Chronic absenteeism is more complex than simply stamping out what used to be called truancy. Absenteeism, as defined by U.S. researcher Christopher Kearney, is legitimate absence from school. Chronic absenteeism is normally invoked when students miss more than 15 days per year. School refusal behaviour is where the child conceals absences from parents.

Just 13 per cent of all American students missed 15 or more days in 2013-14. Empty desks are more prevalent in Nova Scotia, especially from grades 7-12. Among U.S. high schoolers the figure for missing 15 or more days is 18 per cent, about half that of Nova Scotian students.

The June discussion paper tends to attribute the problem more to changing societal and family values than to school culture, discipline or evaluation policies.

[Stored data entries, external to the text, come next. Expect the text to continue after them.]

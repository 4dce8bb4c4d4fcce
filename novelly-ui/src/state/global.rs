//! Global Application State
//!
//! Bridges the `novelly` store into Leptos signals and holds UI-only state
//! (toast, spinner, current hash).

use leptos::*;
use gloo_timers::callback::Timeout;
use novelly::catalog::NovelCache;
use novelly::client::ApiClient;
use novelly::router::{href, Navigator};
use novelly::store::{AppState, Store};
use novelly::Session;
use std::future::Future;
use std::rc::Rc;

use super::storage::LocalStorage;
use crate::api::{get_api_base, GlooTransport};

const TOAST_DURATION_MS: u32 = 3000;

#[derive(Clone, Copy, Debug, PartialEq, Eq)]
pub enum ToastKind {
    Success,
    Error,
    Warning,
    Info,
}

impl ToastKind {
    pub fn icon(&self) -> &'static str {
        match self {
            ToastKind::Success => "✓",
            ToastKind::Error => "✕",
            ToastKind::Warning => "⚠",
            ToastKind::Info => "ℹ",
        }
    }

    pub fn class(&self) -> &'static str {
        match self {
            ToastKind::Success => "bg-green-600",
            ToastKind::Error => "bg-red-600",
            ToastKind::Warning => "bg-yellow-600",
            ToastKind::Info => "bg-blue-600",
        }
    }
}

#[derive(Clone, Debug, PartialEq)]
pub struct ToastMessage {
    pub id: u64,
    pub kind: ToastKind,
    pub text: String,
}

/// Global application state provided to all components
#[derive(Clone)]
pub struct GlobalState {
    pub store: Store,
    pub session: Session,
    /// Latest store snapshot, refreshed on every store update
    pub app: RwSignal<AppState>,
    /// Current `location.hash`
    pub hash: RwSignal<String>,
    /// In-flight requests behind the spinner overlay
    pub pending: RwSignal<u32>,
    pub toast: RwSignal<Option<ToastMessage>>,
    /// Admin novel list, kept across page visits
    pub novel_cache: StoredValue<NovelCache>,
}

/// Sets `window.location.hash`; the `hashchange` listener does the rest
pub struct HashNavigator;

impl Navigator for HashNavigator {
    fn navigate(&self, path: &str) {
        if let Some(window) = web_sys::window() {
            let _ = window.location().set_hash(&href(path));
        }
    }
}

pub fn current_hash() -> String {
    web_sys::window()
        .and_then(|w| w.location().hash().ok())
        .unwrap_or_default()
}

/// Provide global state to the component tree
pub fn provide_global_state() -> GlobalState {
    let store = Store::new(Rc::new(LocalStorage));
    store.initialize();

    let api = ApiClient::new(get_api_base(), Rc::new(GlooTransport), Rc::new(store.clone()));
    let session = Session::new(store.clone(), api);

    let app = create_rw_signal(store.snapshot());
    store.subscribe(move |state| app.set(state.clone()));

    let state = GlobalState {
        store,
        session,
        app,
        hash: create_rw_signal(current_hash()),
        pending: create_rw_signal(0),
        toast: create_rw_signal(None),
        novel_cache: store_value(NovelCache::default()),
    };

    provide_context(state.clone());
    state
}

impl GlobalState {
    pub fn api(&self) -> &ApiClient {
        self.session.api()
    }

    pub fn navigate(&self, path: &str) {
        HashNavigator.navigate(path);
    }

    /// Navigate once `delay_ms` has passed; dropping the handle cancels it
    #[must_use]
    pub fn navigate_later(&self, path: &str, delay_ms: u32) -> Timeout {
        let path = path.to_string();
        Timeout::new(delay_ms, move || {
            HashNavigator.navigate(&path);
        })
    }

    /// Run a request with the spinner overlay shown
    pub async fn with_spinner<T>(&self, fut: impl Future<Output = T>) -> T {
        self.pending.update(|n| *n += 1);
        let out = fut.await;
        self.pending.update(|n| *n = n.saturating_sub(1));
        out
    }

    /// Show a toast; it clears itself unless replaced in the meantime
    pub fn show_toast(&self, kind: ToastKind, message: &str) {
        let id = self.toast.get_untracked().map_or(1, |t| t.id + 1);
        self.toast.set(Some(ToastMessage {
            id,
            kind,
            text: message.to_string(),
        }));

        let toast = self.toast;
        Timeout::new(TOAST_DURATION_MS, move || {
            if toast.get_untracked().is_some_and(|t| t.id == id) {
                toast.set(None);
            }
        })
        .forget();
    }

    pub fn show_success(&self, message: &str) {
        self.show_toast(ToastKind::Success, message);
    }

    pub fn show_error(&self, message: &str) {
        log_error(message);
        self.show_toast(ToastKind::Error, message);
    }

    pub fn show_warning(&self, message: &str) {
        self.show_toast(ToastKind::Warning, message);
    }

    pub fn show_info(&self, message: &str) {
        self.show_toast(ToastKind::Info, message);
    }

    pub fn dismiss_toast(&self) {
        self.toast.set(None);
    }
}

pub fn log_error(message: &str) {
    web_sys::console::error_1(&message.into());
}

/// Native confirmation dialog; false when it cannot be shown
pub fn confirm(message: &str) -> bool {
    web_sys::window()
        .and_then(|w| w.confirm_with_message(message).ok())
        .unwrap_or(false)
}

#[cfg(test)]
mod tests {
    use super::*;

    #[test]
    fn test_toast_kinds_have_distinct_classes() {
        let classes = [
            ToastKind::Success.class(),
            ToastKind::Error.class(),
            ToastKind::Warning.class(),
            ToastKind::Info.class(),
        ];
        for (i, a) in classes.iter().enumerate() {
            for b in &classes[i + 1..] {
                assert_ne!(a, b);
            }
        }
    }
}
#[cfg(test)]
mod tests {
    use super::*;
    use std::cell::RefCell;

    #[test]
    fn test_parse_hash_defaults_to_root() {
        assert_eq!(parse_hash("").path, "/");
        assert_eq!(parse_hash("#").path, "/");
        assert_eq!(parse_hash("#?q=x").path, "/");
    }

    #[test]
    fn test_parse_hash_query_decoding() {
        let loc = parse_hash("#/search?q=the%20hobbit&page=2&&flag&a+b=c%zz");
        assert_eq!(loc.path, "/search");
        assert_eq!(loc.query.get("q"), Some("the hobbit"));
        assert_eq!(loc.query.get("page"), Some("2"));
        assert_eq!(loc.query.get("flag"), Some(""));
        // '+' stays literal, malformed escapes fall back to the raw text
        assert_eq!(loc.query.get("a+b"), Some("c%zz"));
    }

    #[test]
    fn test_parse_hash_splits_on_first_question_mark() {
        let loc = parse_hash("#/search?q=what?now");
        assert_eq!(loc.query.get("q"), Some("what?now"));
    }

    #[test]
    fn test_exact_match_before_dynamic() {
        let m = match_route("/home").unwrap();
        assert_eq!(m.route.page, Page::Home);
        assert!(m.params.is_empty());
    }

    #[test]
    fn test_dynamic_match_extracts_params() {
        let m = match_route("/reader/12/340").unwrap();
        assert_eq!(m.route.page, Page::Reader);
        assert_eq!(m.params.param_id("novelId").unwrap(), 12);
        assert_eq!(m.params.param_id("chapterId").unwrap(), 340);
    }

    #[test]
    fn test_dynamic_match_rejects_wrong_shapes() {
        assert!(match_route("/novel").is_none());
        assert!(match_route("/novel/").is_none());
        assert!(match_route("/novel/1/extra").is_none());
        assert!(match_route("/reader/1").is_none());
        assert!(match_route("/unknown").is_none());
    }

    #[test]
    fn test_param_id_errors() {
        let m = match_route("/novel/abc").unwrap();
        assert_eq!(
            m.params.param_id("novelId").unwrap_err(),
            RouteError::InvalidParam {
                name: "novelId".into(),
                value: "abc".into()
            }
        );
        assert!(matches!(
            m.params.param_id("chapterId"),
            Err(RouteError::MissingParam(_))
        ));
    }

    #[test]
    fn test_guard_order() {
        let reader = match_route("/reader/1/2").unwrap().route;
        let login = match_route("/login").unwrap().route;
        let admin = match_route("/admin").unwrap().route;

        let guest = AuthContext::guest();
        let member = AuthContext::user(Role::User);
        let admin_user = AuthContext::user(Role::Admin);

        assert_eq!(check_access(reader, &guest), Access::Redirect(LOGIN_PATH));
        assert_eq!(check_access(reader, &member), Access::Allowed);
        assert_eq!(check_access(login, &guest), Access::Allowed);
        assert_eq!(check_access(login, &member), Access::Redirect(HOME_PATH));
        // Auth is checked before the role
        assert_eq!(check_access(admin, &guest), Access::Redirect(LOGIN_PATH));
        assert_eq!(check_access(admin, &member), Access::Redirect(HOME_PATH));
        assert_eq!(check_access(admin, &admin_user), Access::Allowed);
    }

    #[test]
    fn test_role_guard_without_role() {
        let admin = match_route("/admin").unwrap().route;
        let no_role = AuthContext {
            is_authenticated: true,
            role: None,
        };
        assert_eq!(check_access(admin, &no_role), Access::Redirect(HOME_PATH));
    }

    #[test]
    fn test_resolve_root_redirects_home() {
        assert_eq!(
            resolve("#/", &AuthContext::guest()),
            Resolution::Redirect("/home".into())
        );
        assert_eq!(
            resolve("", &AuthContext::guest()),
            Resolution::Redirect("/home".into())
        );
    }

    #[test]
    fn test_resolve_render_carries_params_and_query() {
        match resolve("#/novel/8?tab=reviews", &AuthContext::guest()) {
            Resolution::Render { page, params, query } => {
                assert_eq!(page, Page::NovelDetail);
                assert_eq!(params.get("novelId"), Some("8"));
                assert_eq!(query.get("tab"), Some("reviews"));
            }
            other => panic!("unexpected resolution: {:?}", other),
        }
    }

    #[test]
    fn test_resolve_not_found_fallback() {
        match resolve("#/nowhere", &AuthContext::guest()) {
            Resolution::NotFound { fallback, delay, path } => {
                assert_eq!(fallback, LOGIN_PATH);
                assert_eq!(delay, Duration::from_secs(2));
                assert_eq!(path, "/nowhere");
            }
            other => panic!("unexpected resolution: {:?}", other),
        }
        assert!(matches!(
            resolve("#/nowhere", &AuthContext::user(Role::User)),
            Resolution::NotFound { fallback: HOME_PATH, .. }
        ));
    }

    #[test]
    fn test_resolve_guarded_route_redirects() {
        assert_eq!(
            resolve("#/library", &AuthContext::guest()),
            Resolution::Redirect("/login".into())
        );
        assert_eq!(
            resolve("#/register", &AuthContext::user(Role::Creator)),
            Resolution::Redirect("/home".into())
        );
    }

    #[test]
    fn test_auth_context_from_state_requires_token() {
        let mut state = AppState {
            is_authenticated: true,
            ..Default::default()
        };
        assert!(!AuthContext::from(&state).is_authenticated);
        state.jwt_token = Some("tok".into());
        assert!(AuthContext::from(&state).is_authenticated);
    }

    #[test]
    fn test_href_and_paths() {
        assert_eq!(href("/home"), "#/home");
        assert_eq!(href("library"), "#/library");
        assert_eq!(paths::reader(3, 4), "/reader/3/4");
        assert_eq!(paths::search("war & peace"), "/search?q=war%20%26%20peace");

        let loc = parse_hash(&href(&paths::search("war & peace")));
        assert_eq!(loc.query.get("q"), Some("war & peace"));
    }

    struct Recorder(RefCell<Vec<String>>);

    impl Navigator for Recorder {
        fn navigate(&self, path: &str) {
            self.0.borrow_mut().push(href(path));
        }
    }

    #[test]
    fn test_navigator_follows_redirects() {
        let nav = Recorder(RefCell::new(Vec::new()));
        let auth = AuthContext::guest();
        let mut hash = "#/profile".to_string();
        for _ in 0..3 {
            match resolve(&hash, &auth) {
                Resolution::Redirect(target) => {
                    nav.navigate(&target);
                    hash = href(&target);
                }
                _ => break,
            }
        }
        assert_eq!(*nav.0.borrow(), vec!["#/login".to_string()]);
    }
}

Turning it around, we are told, is “a shared responsibility.”

The prevailing approach of expanding PEBS to a school-wide “behaviour management strategy” can be called into question. “Improving school and classroom climate” and attempting to increase “student engagement,” championed by UNB expert Douglas Willms, appears to have fizzled.

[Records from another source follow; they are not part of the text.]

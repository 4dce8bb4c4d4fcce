//! Configuration System
//!
//! Handles loading configuration from files and environment variables.
//! Supports TOML config files and `NOVELLY_*` environment overrides.

use serde::Deserialize;
use std::path::{Path, PathBuf};
use std::time::Duration;

/// Main configuration structure
#[derive(Debug, Clone, Default, Deserialize)]
pub struct Config {
    #[serde(default)]
    pub client: ClientConfig,

    #[serde(default)]
    pub server: ServerConfig,

    #[serde(default)]
    pub session: SessionConfig,

    #[serde(default)]
    pub logging: LoggingConfig,
}

/// REST client configuration used by the terminal client
#[derive(Debug, Clone, Deserialize)]
pub struct ClientConfig {
    /// Backend API base, including the `/api` prefix
    #[serde(default = "default_api_url")]
    pub api_url: String,

    #[serde(default = "default_request_timeout")]
    pub request_timeout_secs: u64,
}

fn default_api_url() -> String {
    "http://localhost:8080/api".to_string()
}

fn default_request_timeout() -> u64 {
    30
}

impl Default for ClientConfig {
    fn default() -> Self {
        Self {
            api_url: default_api_url(),
            request_timeout_secs: default_request_timeout(),
        }
    }
}

impl ClientConfig {
    pub fn timeout(&self) -> Duration {
        Duration::from_secs(self.request_timeout_secs)
    }
}

/// SPA host configuration
#[derive(Debug, Clone, Deserialize)]
pub struct ServerConfig {
    #[serde(default = "default_host")]
    pub host: String,

    #[serde(default = "default_port")]
    pub port: u16,

    /// Directory holding the built UI (`index.html`, wasm, css, assets)
    #[serde(default = "default_static_dir")]
    pub static_dir: String,

    /// Backend origin that `/api/*` is forwarded to
    #[serde(default = "default_backend_url")]
    pub backend_url: String,

    #[serde(default)]
    pub cors_origins: Vec<String>,

    #[serde(default = "default_request_timeout")]
    pub request_timeout_secs: u64,
}

fn default_host() -> String {
    "0.0.0.0".to_string()
}

fn default_port() -> u16 {
    8084
}

fn default_static_dir() -> String {
    "./novelly-ui/dist".to_string()
}

fn default_backend_url() -> String {
    "http://localhost:8080".to_string()
}

impl Default for ServerConfig {
    fn default() -> Self {
        Self {
            host: default_host(),
            port: default_port(),
            static_dir: default_static_dir(),
            backend_url: default_backend_url(),
            cors_origins: vec![
                "http://localhost:8084".to_string(),
                "http://127.0.0.1:8084".to_string(),
            ],
            request_timeout_secs: default_request_timeout(),
        }
    }
}

impl ServerConfig {
    pub fn new(host: impl Into<String>, port: u16) -> Self {
        Self {
            host: host.into(),
            port,
            ..Default::default()
        }
    }

    /// Get the socket address string
    pub fn addr(&self) -> String {
        format!("{}:{}", self.host, self.port)
    }

    pub fn timeout(&self) -> Duration {
        Duration::from_secs(self.request_timeout_secs)
    }
}

/// Where the terminal client keeps token, user and bookmarks
#[derive(Debug, Clone, Default, Deserialize)]
pub struct SessionConfig {
    pub file: Option<String>,
}

impl SessionConfig {
    /// Configured file, else the per-user data directory
    pub fn path(&self) -> PathBuf {
        match &self.file {
            Some(file) => PathBuf::from(file),
            None => crate::store::FileStorage::default_path(),
        }
    }
}

/// Logging configuration
#[derive(Debug, Clone, Deserialize)]
pub struct LoggingConfig {
    #[serde(default = "default_log_level")]
    pub level: String,

    #[serde(default = "default_log_format")]
    pub format: String,

    pub file: Option<String>,
}

fn default_log_level() -> String {
    "info".to_string()
}

fn default_log_format() -> String {
    "pretty".to_string()
}

impl Default for LoggingConfig {
    fn default() -> Self {
        Self {
            level: default_log_level(),
            format: default_log_format(),
            file: None,
        }
    }
}

impl Config {
    /// Load configuration from a file
    pub fn load(path: &Path) -> Result<Self, ConfigError> {
        let content = std::fs::read_to_string(path).map_err(|e| ConfigError::Io {
            path: path.to_path_buf(),
            error: e.to_string(),
        })?;

        Self::parse(&content).map_err(|error| ConfigError::Parse {
            path: path.to_path_buf(),
            error,
        })
    }

    fn parse(content: &str) -> Result<Self, String> {
        toml::from_str(content).map_err(|e| e.to_string())
    }

    /// Load configuration from environment variables only
    pub fn from_env() -> Self {
        let mut config = Config::default();
        config.apply_env_overrides();
        config
    }

    /// Load configuration with environment variable overrides
    pub fn load_with_env(path: &Path) -> Result<Self, ConfigError> {
        let mut config = Self::load(path)?;
        config.apply_env_overrides();
        Ok(config)
    }

    /// Explicit path if given, else the default locations
    pub fn resolve(path: Option<&Path>) -> Result<Self, ConfigError> {
        match path {
            Some(path) => Self::load_with_env(path),
            None => Ok(Self::load_default()),
        }
    }

    /// Load from default locations or environment
    pub fn load_default() -> Self {
        let config_paths = [
            dirs::config_dir().map(|p| p.join("novelly").join("config.toml")),
            Some(PathBuf::from("/etc/novelly/config.toml")),
            Some(PathBuf::from("./config.toml")),
        ];

        for path in config_paths.iter().flatten() {
            if path.exists() {
                match Self::load_with_env(path) {
                    Ok(config) => {
                        tracing::info!("Loaded config from {:?}", path);
                        return config;
                    }
                    Err(e) => {
                        tracing::warn!("Failed to load config from {:?}: {}", path, e);
                    }
                }
            }
        }

        tracing::info!("Using default config with environment overrides");
        Self::from_env()
    }

    fn apply_env_overrides(&mut self) {
        self.apply_overrides(|key| std::env::var(key).ok());
    }

    fn apply_overrides(&mut self, var: impl Fn(&str) -> Option<String>) {
        if let Some(url) = var("NOVELLY_API_URL") {
            self.client.api_url = url;
        }

        if let Some(host) = var("NOVELLY_HOST") {
            self.server.host = host;
        }
        if let Some(port) = var("NOVELLY_PORT").and_then(|p| p.parse().ok()) {
            self.server.port = port;
        }
        if let Some(dir) = var("NOVELLY_STATIC_DIR") {
            self.server.static_dir = dir;
        }
        if let Some(url) = var("NOVELLY_BACKEND_URL") {
            self.server.backend_url = url;
        }

        if let Some(file) = var("NOVELLY_SESSION_FILE") {
            self.session.file = Some(file);
        }

        if let Some(level) = var("NOVELLY_LOG_LEVEL") {
            self.logging.level = level;
        }
        if let Some(format) = var("NOVELLY_LOG_FORMAT") {
            self.logging.format = format;
        }
    }
}

/// Configuration errors
#[derive(Debug, thiserror::Error)]
pub enum ConfigError {
    #[error("Failed to read config file {path:?}: {error}")]
    Io { path: PathBuf, error: String },

    #[error("Failed to parse config file {path:?}: {error}")]
    Parse { path: PathBuf, error: String },
}

/// Generate a default config file content
pub fn generate_default_config() -> String {
    r#"# Novelly Configuration
#
# Environment variables override these settings:
# - NOVELLY_API_URL
# - NOVELLY_HOST
# - NOVELLY_PORT
# - NOVELLY_STATIC_DIR
# - NOVELLY_BACKEND_URL
# - NOVELLY_SESSION_FILE
# - NOVELLY_LOG_LEVEL
# - NOVELLY_LOG_FORMAT

[client]
# Backend API base used by novelly-cli
api_url = "http://localhost:8080/api"

# Request timeout in seconds
request_timeout_secs = 30

[server]
# SPA host bind address
host = "0.0.0.0"
port = 8084

# Built UI (trunk build output)
static_dir = "./novelly-ui/dist"

# Backend that /api/* is proxied to
backend_url = "http://localhost:8080"

# Allowed CORS origins
cors_origins = ["http://localhost:8084", "http://127.0.0.1:8084"]

# Proxy timeout in seconds
request_timeout_secs = 30

[session]
# Token and user of the terminal client
# file = "~/.local/share/novelly/session.json"

[logging]
# Log level: trace, debug, info, warn, error
level = "info"

# Log format: pretty (for development) or json (for production)
format = "pretty"

# Optional log file path
# file = "/var/log/novelly/novelly.log"
"#
    .to_string()
}

#[cfg(test)]
mod tests {
    use super::*;
    use std::collections::HashMap;

    #[test]
    fn test_generated_config_parses_to_defaults() {
        let config = Config::parse(&generate_default_config()).unwrap();
        let defaults = Config::default();
        assert_eq!(config.client.api_url, defaults.client.api_url);
        assert_eq!(config.server.port, 8084);
        assert_eq!(config.server.backend_url, defaults.server.backend_url);
        assert_eq!(config.server.cors_origins, defaults.server.cors_origins);
        assert_eq!(config.logging.format, "pretty");
        assert!(config.session.file.is_none());
    }

    #[test]
    fn test_partial_file_keeps_defaults() {
        let config = Config::parse("[server]\nport = 9000\n").unwrap();
        assert_eq!(config.server.port, 9000);
        assert_eq!(config.server.host, "0.0.0.0");
        assert_eq!(config.client.request_timeout_secs, 30);
        assert_eq!(config.server.addr(), "0.0.0.0:9000");
    }

    #[test]
    fn test_overrides() {
        let vars: HashMap<&str, &str> = [
            ("NOVELLY_API_URL", "https://novelly.example/api"),
            ("NOVELLY_PORT", "not-a-port"),
            ("NOVELLY_BACKEND_URL", "http://backend:8080"),
            ("NOVELLY_SESSION_FILE", "/tmp/s.json"),
            ("NOVELLY_LOG_FORMAT", "json"),
        ]
        .into_iter()
        .collect();

        let mut config = Config::default();
        config.apply_overrides(|key| vars.get(key).map(|v| v.to_string()));

        assert_eq!(config.client.api_url, "https://novelly.example/api");
        assert_eq!(config.server.port, 8084);
        assert_eq!(config.server.backend_url, "http://backend:8080");
        assert_eq!(config.session.path(), PathBuf::from("/tmp/s.json"));
        assert_eq!(config.logging.format, "json");
    }

    #[test]
    fn test_load_reports_path() {
        let dir = tempfile::tempdir().unwrap();
        let path = dir.path().join("config.toml");

        let missing = Config::load(&path).unwrap_err();
        assert!(matches!(missing, ConfigError::Io { .. }));

        std::fs::write(&path, "[server\nport=1").unwrap();
        let broken = Config::load(&path).unwrap_err();
        assert!(matches!(broken, ConfigError::Parse { ref path, .. } if path.ends_with("config.toml")));

        std::fs::write(&path, "[client]\napi_url = \"http://x/api\"\n").unwrap();
        assert_eq!(Config::load(&path).unwrap().client.api_url, "http://x/api");
    }
}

Suspensions are way down since 2005 and credit recovery has made it far easier to graduate. Handing out more diplomas and writing off class absences is not ultimately in the interests of today’s graduates.

The SchoolsPlus program, in 182 schools, was aimed at supporting and winning over at-risk students. In promoting “school attachment,” it does not seem to be working either, judging from the atrocious attendance rates.

Provincial and school board student assessment policy and practices are an often unrecognized factor in the spread of absenteeism. The current model has all but removed assessment as a tool for encouraging effort and regular attendance. It separates marks (hard performance data) from more subjective measures, limiting teacher autonomy and essentially excusing irregular attendance.

It is now harder than ever for teachers to establish and enforce assignment deadlines, clamp down on attendance and override PowerSchool report templates that prevent the assignment of zeros.

Proposals to enforce student “seat time” will likely prove futile. Denying students credit for missing a fifth of their classes or making attendance compulsory up to age 18 fall into that category of quick fixes.

The new Student Discipline Code, introduced in 2015, may eventually have an impact. But it runs counter to the entrenched positive discipline regime and ‘soft’ assessment policies.

Without major changes in student assessment practice, we will not see a provincial turnaround in student attendance and achievement.

 

Paul Bennett is director of Schoolhouse Consulting and a professor of education at Saint Mary’s University.